In 1440, after the failure at Belgrade, the Ottoman forces commanded by the beylerbey (the Lord of Lords) of Rumelia Eyalet, Hadım Şehabeddin, again besieged Novo Brdo.

The garrisoned Serbian forces were also supported by citizens of the Republic of Ragusa, Ragusa having instructed their subjects in Novo Brdo to help defend the town. Ragusans, who were predominantly merchants, were practically forced to resist the Ottomans because otherwise their property in Novo Brdo would be confiscated, like it was in the case of Ragusan merchants who happened to be outside of the town when the siege began and refused to return to it.

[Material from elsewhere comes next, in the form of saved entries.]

//! Telemetry helpers for hosts embedding `expanding-chart`.
//!
//! The engine only emits `tracing` events; installing a subscriber is the
//! host's decision. These helpers cover the common case.

/// Installs a compact `fmt` subscriber filtered by `RUST_LOG`, falling back
/// to `info`.
///
/// Returns `false` when the `telemetry` feature is disabled or a global
/// subscriber is already installed.
#[must_use]
pub fn init_default_tracing() -> bool {
    init_tracing_with_default_filter("info")
}

/// Same as [`init_default_tracing`], with a caller-chosen fallback directive
/// such as `"expanding_chart=trace"` for watching per-frame progress.
#[must_use]
pub fn init_tracing_with_default_filter(fallback_directive: &str) -> bool {
    #[cfg(feature = "telemetry")]
    {
        let filter = tracing_subscriber::EnvFilter::try_from_default_env()
            .unwrap_or_else(|_| tracing_subscriber::EnvFilter::new(fallback_directive));
        return tracing_subscriber::fmt()
            .with_env_filter(filter)
            .with_target(false)
            .compact()
            .try_init()
            .is_ok();
    }

    #[cfg(not(feature = "telemetry"))]
    {
        let _ = fallback_directive;
        false
    }
}
pub mod scale;
pub mod series;
pub mod ticks;
pub mod types;

pub use scale::LinearScale;
pub use series::{Series, SeriesSet};
pub use ticks::{AxisTicks, calibrate};
pub use types::{DataPoint, ValueRange, Viewport};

Despot Đurađ Branković and his wife traveled from Hungary to Zeta, accompanied with several hundred cavalry and Albanian vojvoda Petar Spani. They first went to Zagreb, to Đurađ's sister Katarina who was the wife of Ulrich II, Count of Celje. Then Branković arrived at Ragusa (Dubrovnik) at the end of July 1440 and after several days he continued his journey toward his coastal towns of Budva and Bar which became the new capital of the remaining part of his despotate. In the period between 1 July 1440 and his arrival at Bar, the Ottoman forces defeated some military units from Novo Brdo in a battle near Makreš (a village near modern-day Gnjilane).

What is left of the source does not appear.